Water funds are financial instruments designed to protect and preserve water for all users in a given watershed. They work best where there is a clearly defined source water area—the land where rain and snow fall that is used by those living in the source area and downstream in larger communities. As a result, we see most water funds in more mountainous areas, such as the Andean Mountain range across South America. 

Typically, investment comes to water funds in three ways:

  1. Seed funds to create an endowment to ensure the long-term viability of the fund;
  2. Specific project funding to address one or more issues in the watershed; and 
  3. Sustained funding, such as monthly payments from water tariffs paid by users (business and community) to add to the projects and compensation needs a fund may have. 

These investments come from a wide variety of donors across the watershed and even beyond including local water users, businesses and government agencies.

The funds are used toward projects that protect key lands upstream to filter and regulate water supply. Projects may include creation of conservation areas, changes in land use (e.g., prohibiting livestock grazing on river banks, reforestation, removal of invasive plant species), and introduction of more sustainable farming techniques. Sometimes upstream farmers are compensated from the water fund for loss of land use or other changes. All of this helps lead to cleaner and more sustained flows of water, removing dramatic swings in water supply upstream and helping downstream cities avoid costly water treatment and flood damage.

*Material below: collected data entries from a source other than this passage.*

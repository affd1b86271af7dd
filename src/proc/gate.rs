use super::regs::{Registers, SR_GATE_ENABLE};
use super::{SimBreak, SimErr};
use crate::bus::Ram64k;
use crossterm::event::{
    self, Event, KeyCode, KeyEvent, KeyEventKind, KeyModifiers,
};
use crossterm::terminal;
use std::collections::VecDeque;
use std::io::{self, BufRead, IsTerminal, Write};

//===========================================================================//

/// The address of the call gate.  Executing at this address hands control to
/// the host, which services the interrupt selected by the status register.
pub const CALL_GATE: u16 = 0x0010;

/// `ret`, which the gate writes at its own address so that execution returns
/// to the caller afterwards.
const RET_WORD: u16 = 0x4130;

const INT_PUTCHAR: u8 = 0x00;
const INT_GETS: u8 = 0x02;
const INT_DEP: u8 = 0x20;
const INT_HSM1: u8 = 0x7d;
const INT_HSM2: u8 = 0x7e;
const INT_UNLOCK: u8 = 0x7f;

//===========================================================================//

/// How program input typed at the `gets` prompt is interpreted.
#[derive(Clone, Copy, Debug, Default, Eq, Hash, PartialEq)]
pub enum InputMode {
    /// Input is stored as raw bytes followed by a NUL terminator.
    #[default]
    Text,
    /// Input is a string of hex digit pairs, each stored as one byte.
    Hex,
}

impl InputMode {
    fn prompt_name(self) -> &'static str {
        match self {
            InputMode::Text => "char",
            InputMode::Hex => "hex",
        }
    }
}

//===========================================================================//

/// The host side of the call gate: where program output goes and where
/// program input comes from.
pub trait ProgramIo {
    /// Emits one byte of program output.
    fn write_output(&mut self, byte: u8) -> io::Result<()>;

    /// Shows `prompt` and reads one line of program input, without its line
    /// terminator.  Returns `Ok(None)` at end of input.  An error of kind
    /// `Interrupted` means the user cancelled the prompt.
    fn read_input(&mut self, prompt: &str) -> io::Result<Option<String>>;

    /// Shows a message from the simulator itself (not from the program).
    fn notice(&mut self, message: &str) -> io::Result<()>;
}

/// Program I/O on the process's standard input and output.  When standard
/// input is a terminal, lines are read key by key in raw mode, so that
/// Ctrl-C cancels the prompt instead of ending the process.
#[derive(Default)]
pub struct StdProgramIo {}

impl StdProgramIo {
    /// Returns a new `StdProgramIo`.
    pub fn new() -> StdProgramIo {
        StdProgramIo {}
    }
}

impl ProgramIo for StdProgramIo {
    fn write_output(&mut self, byte: u8) -> io::Result<()> {
        let mut stdout = io::stdout().lock();
        stdout.write_all(&[byte])?;
        stdout.flush()
    }

    fn read_input(&mut self, prompt: &str) -> io::Result<Option<String>> {
        let mut stdout = io::stdout().lock();
        write!(stdout, "{prompt}")?;
        stdout.flush()?;
        drop(stdout);
        if io::stdin().is_terminal() {
            return read_terminal_line();
        }
        let mut line = String::new();
        if io::stdin().lock().read_line(&mut line)? == 0 {
            return Ok(None);
        }
        let len = line.trim_end_matches(['\n', '\r']).len();
        line.truncate(len);
        Ok(Some(line))
    }

    fn notice(&mut self, message: &str) -> io::Result<()> {
        println!("{message}");
        Ok(())
    }
}

fn read_terminal_line() -> io::Result<Option<String>> {
    terminal::enable_raw_mode()?;
    let keys = std::iter::from_fn(|| Some(next_key_event()));
    let result = read_key_line(keys, &mut io::stdout());
    terminal::disable_raw_mode()?;
    result
}

fn next_key_event() -> io::Result<KeyEvent> {
    loop {
        if let Event::Key(key) = event::read()? {
            return Ok(key);
        }
    }
}

/// Assembles one line of input from key presses, echoing it to `echo`.
/// Ctrl-C cancels with an `Interrupted` error.  Ctrl-D on an empty line, or
/// running out of keys, ends input.
pub(crate) fn read_key_line<K, W>(
    keys: K,
    echo: &mut W,
) -> io::Result<Option<String>>
where
    K: IntoIterator<Item = io::Result<KeyEvent>>,
    W: Write,
{
    let mut line = String::new();
    for key in keys {
        let key = key?;
        if key.kind == KeyEventKind::Release {
            continue;
        }
        let control = key.modifiers.contains(KeyModifiers::CONTROL);
        match key.code {
            KeyCode::Char('c') if control => {
                write!(echo, "^C\r\n")?;
                echo.flush()?;
                return Err(io::Error::new(
                    io::ErrorKind::Interrupted,
                    "input cancelled",
                ));
            }
            KeyCode::Char('d') if control && line.is_empty() => {
                write!(echo, "\r\n")?;
                echo.flush()?;
                return Ok(None);
            }
            KeyCode::Char(ch) if !control => {
                line.push(ch);
                write!(echo, "{ch}")?;
            }
            KeyCode::Backspace => {
                if line.pop().is_some() {
                    write!(echo, "\x08 \x08")?;
                }
            }
            KeyCode::Enter => {
                write!(echo, "\r\n")?;
                echo.flush()?;
                return Ok(Some(line));
            }
            _ => {}
        }
        echo.flush()?;
    }
    Ok(None)
}

//===========================================================================//

/// Program I/O driven from memory, for tests and scripted sessions.  Input
/// lines are consumed in order; output and notices are collected.
#[derive(Debug, Default)]
pub struct ScriptedIo {
    input: VecDeque<Option<String>>,
    /// Every byte the program has written.
    pub output: Vec<u8>,
    /// Every prompt that was shown, in order.
    pub prompts: Vec<String>,
    /// Every simulator message that was shown, in order.
    pub notices: Vec<String>,
}

impl ScriptedIo {
    /// Returns a `ScriptedIo` with no queued input.
    pub fn new() -> ScriptedIo {
        ScriptedIo::default()
    }

    /// Queues a line of program input.
    pub fn push_line(&mut self, line: &str) {
        self.input.push_back(Some(line.to_string()));
    }

    /// Queues a cancelled prompt.
    pub fn push_cancel(&mut self) {
        self.input.push_back(None);
    }

    /// Returns the program output decoded as (lossy) UTF-8.
    pub fn output_text(&self) -> String {
        String::from_utf8_lossy(&self.output).into_owned()
    }
}

impl ProgramIo for ScriptedIo {
    fn write_output(&mut self, byte: u8) -> io::Result<()> {
        self.output.push(byte);
        Ok(())
    }

    fn read_input(&mut self, prompt: &str) -> io::Result<Option<String>> {
        self.prompts.push(prompt.to_string());
        match self.input.pop_front() {
            None => Ok(None),
            Some(Some(line)) => Ok(Some(line)),
            Some(None) => Err(io::Error::new(
                io::ErrorKind::Interrupted,
                "input cancelled",
            )),
        }
    }

    fn notice(&mut self, message: &str) -> io::Result<()> {
        self.notices.push(message.to_string());
        Ok(())
    }
}

//===========================================================================//

/// What servicing the call gate did, beyond its effect on registers and
/// memory.
#[derive(Clone, Copy, Debug, Default, Eq, PartialEq)]
pub(crate) struct GateEffect {
    pub(crate) consumed_input: bool,
    pub(crate) door_unlocked: bool,
}

/// Services the interrupt requested at the call gate, then plants a `ret` at
/// the gate address.  The interrupt number is bits 8-14 of the status
/// register; nothing happens unless bit 15 is set.  Arguments are read from
/// the stack, starting at `sp + 8`.
pub(crate) fn service(
    regs: &mut Registers,
    mem: &mut Ram64k,
    mode: InputMode,
    io: &mut dyn ProgramIo,
) -> Result<GateEffect, SimBreak> {
    let mut effect = GateEffect::default();
    let sr = regs.sr();
    if sr & SR_GATE_ENABLE != 0 {
        let sp = regs.sp();
        let interrupt = ((sr >> 8) & 0x7f) as u8;
        match interrupt {
            INT_PUTCHAR => {
                let byte = mem.read_byte(sp.wrapping_add(8));
                io.write_output(byte).map_err(SimErr::Io)?;
            }
            INT_GETS => {
                let addr = mem.read_word(sp.wrapping_add(8));
                let max_len = mem.read_word(sp.wrapping_add(10));
                read_program_input(mem, mode, io, addr, max_len)?;
                effect.consumed_input = true;
            }
            INT_DEP | INT_HSM2 => regs.set(15, 0),
            INT_HSM1 => {
                let flag_addr = mem.read_word(sp.wrapping_add(10));
                mem.write_word(flag_addr, 0);
            }
            INT_UNLOCK => {
                io.notice("<Door unlocked!>").map_err(SimErr::Io)?;
                effect.door_unlocked = true;
            }
            _ => return Err(SimErr::UnknownInterrupt(interrupt).into()),
        }
    }
    mem.write_word(CALL_GATE, RET_WORD);
    Ok(effect)
}

fn read_program_input(
    mem: &mut Ram64k,
    mode: InputMode,
    io: &mut dyn ProgramIo,
    addr: u16,
    max_len: u16,
) -> Result<(), SimBreak> {
    let prompt = format!("(max: {max_len}; mode: {})> ", mode.prompt_name());
    loop {
        let line = match io.read_input(&prompt) {
            Ok(Some(line)) => line,
            Ok(None) => return Err(SimBreak::EndOfInput),
            Err(error) if error.kind() == io::ErrorKind::Interrupted => {
                return Err(SimBreak::InputCancelled);
            }
            Err(error) => return Err(SimErr::Io(error).into()),
        };
        let bytes = match mode {
            InputMode::Text => {
                let mut bytes = line.into_bytes();
                bytes.truncate(max_len as usize);
                bytes.push(0);
                bytes
            }
            InputMode::Hex => match parse_hex(&line) {
                Ok(mut bytes) => {
                    bytes.truncate(max_len as usize);
                    bytes
                }
                Err(message) => {
                    io.notice(message).map_err(SimErr::Io)?;
                    continue;
                }
            },
        };
        let mut dest = addr;
        for byte in bytes {
            mem.write_byte(dest, byte);
            dest = dest.wrapping_add(1);
        }
        return Ok(());
    }
}

fn parse_hex(line: &str) -> Result<Vec<u8>, &'static str> {
    let digits: Vec<u8> = line
        .bytes()
        .filter(|byte| !byte.is_ascii_whitespace())
        .collect();
    if digits.len() % 2 != 0 {
        return Err("Hex input should have an even length.");
    }
    digits
        .chunks(2)
        .map(|pair| {
            let hi = (pair[0] as char).to_digit(16);
            let lo = (pair[1] as char).to_digit(16);
            match (hi, lo) {
                (Some(hi), Some(lo)) => Ok(((hi << 4) | lo) as u8),
                _ => Err(
                    "Error parsing hex input: invalid digit found in string",
                ),
            }
        })
        .collect()
}

//===========================================================================//


//===========================================================================//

Coca-Cola has invested in around 50 water funds across 11 countries in Latin America and the Caribbean, with The Nature Conservancy (TNC), FEMSA Foundation and the Inter-American Development Bank (IDB) being key partners for 48 of these projects. These funds are managed through a partnership between TNC, FEMSA Foundation, IDB and the Global Environment Facility (GEF), and support a range of conservation projects, from reforestation to community and farmer education initiatives.

Lessons learned in Latin America are now helping solve water challenges in other parts of the world, such as Nairobi, Kenya, where the Upper Tana-Nairobi Water Fund (the first in Africa) is working to protect the hugely important Tana River. This local fund supports improvements in how lands and waters are managed to benefit Kenyan communities, farmers and businesses throughout the watershed.

Engagement in water funds is important to Coca-Cola because water makes its business possible. Water is the primary ingredient in the majority of its beverages, used in beverage production, and required to grow the agricultural ingredients on which its beverages rely.

More importantly, Coca-Cola makes its products in the communities where they’re sold, so the Company is sensitive to local concerns around water and sustainability. With the health of local water systems directly linked to its business, Coca-Cola has a vested interest in the sustainability of surrounding communities and economies everywhere it operates.

Water funds contribute to the work underway to meet Coca-Cola’s goal to replenish 100 percent of the water used in its finished beverages. When the goal is potentially met, Coca-Cola will continue its work on water funds and other replenish-related projects. As sales volume continues to grow, 100 percent replenishment and source water protection will remain priorities for the Company and its bottling partners.

With water the most necessary shared resource, it is imperative that every local user and beneficiary work to be part of any solution. That means the private sector, civil society, governments and communities all have a role to ensure success of any water-related initiative. Water funds are one bold solution. But there are more. Partnerships are key to identifying and implementing solutions—and making them last.